> _Extracted information_:
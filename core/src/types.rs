//! Wire DTOs for the todo API.

use chrono::{DateTime, Utc};
use serde::{Deserialize, Serialize};

/// A todo as returned by the server. `id` is an opaque 24-char hex string.
#[derive(Debug, Clone, Serialize, Deserialize, PartialEq, Eq)]
#[serde(rename_all = "camelCase")]
pub struct Todo {
    pub id: String,
    pub title: String,
    pub completed: bool,
    pub created_at: DateTime<Utc>,
}

/// Request payload for creating a todo. `title` must not be blank.
#[derive(Debug, Clone, Serialize, Deserialize)]
pub struct CreateTodo {
    pub title: String,
    #[serde(default)]
    pub completed: bool,
}

/// Request payload for updating a todo. Omitted fields are left unchanged;
/// at least one must be set.
#[derive(Debug, Clone, Serialize, Deserialize)]
pub struct UpdateTodo {
    #[serde(skip_serializing_if = "Option::is_none")]
    pub title: Option<String>,
    #[serde(skip_serializing_if = "Option::is_none")]
    pub completed: Option<bool>,
}

/// Body of `GET /`.
#[derive(Debug, Clone, Serialize, Deserialize, PartialEq, Eq)]
pub struct ServiceInfo {
    pub name: String,
    pub version: String,
    pub status: String,
}

/// The `{"data": ...}` envelope every successful response uses.
#[derive(Debug, Deserialize)]
pub(crate) struct Envelope<T> {
    pub data: T,
}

> _What to do_: Every entry above needs to be duplicated exactly.

> _Answer area_:
filename core/src/types.rs
//! Wire DTOs for the todo API.

use chrono::{DateTime, Utc};
use serde::{Deserialize, Serialize};

/// A todo as returned by the server. `id` is an opaque 24-char hex string.
#[derive(Debug, Clone, Serialize, Deserialize, PartialEq, Eq)]
#[serde(rename_all = "camelCase")]
pub struct Todo {
    pub id: String,
    pub title: String,
    pub completed: bool,
    pub created_at: DateTime<Utc>,
}

/// Request payload for creating a todo. `title` must not be blank.
#[derive(Debug, Clone, Serialize, Deserialize)]
pub struct CreateTodo {
    pub title: String,
    #[serde(default)]
    pub completed: bool,
}

/// Request payload for updating a todo. Omitted fields are left unchanged;
/// at least one must be set.
#[derive(Debug, Clone, Serialize, Deserialize)]
pub struct UpdateTodo {
    #[serde(skip_serializing_if = "Option::is_none")]
    pub title: Option<String>,
    #[serde(skip_serializing_if = "Option::is_none")]
    pub completed: Option<bool>,
}

/// Body of `GET /`.
#[derive(Debug, Clone, Serialize, Deserialize, PartialEq, Eq)]
pub struct ServiceInfo {
    pub name: String,
    pub version: String,
    pub status: String,
}

/// The `{"data": ...}` envelope every successful response uses.
#[derive(Debug, Deserialize)]
pub(crate) struct Envelope<T> {
    pub data: T,
}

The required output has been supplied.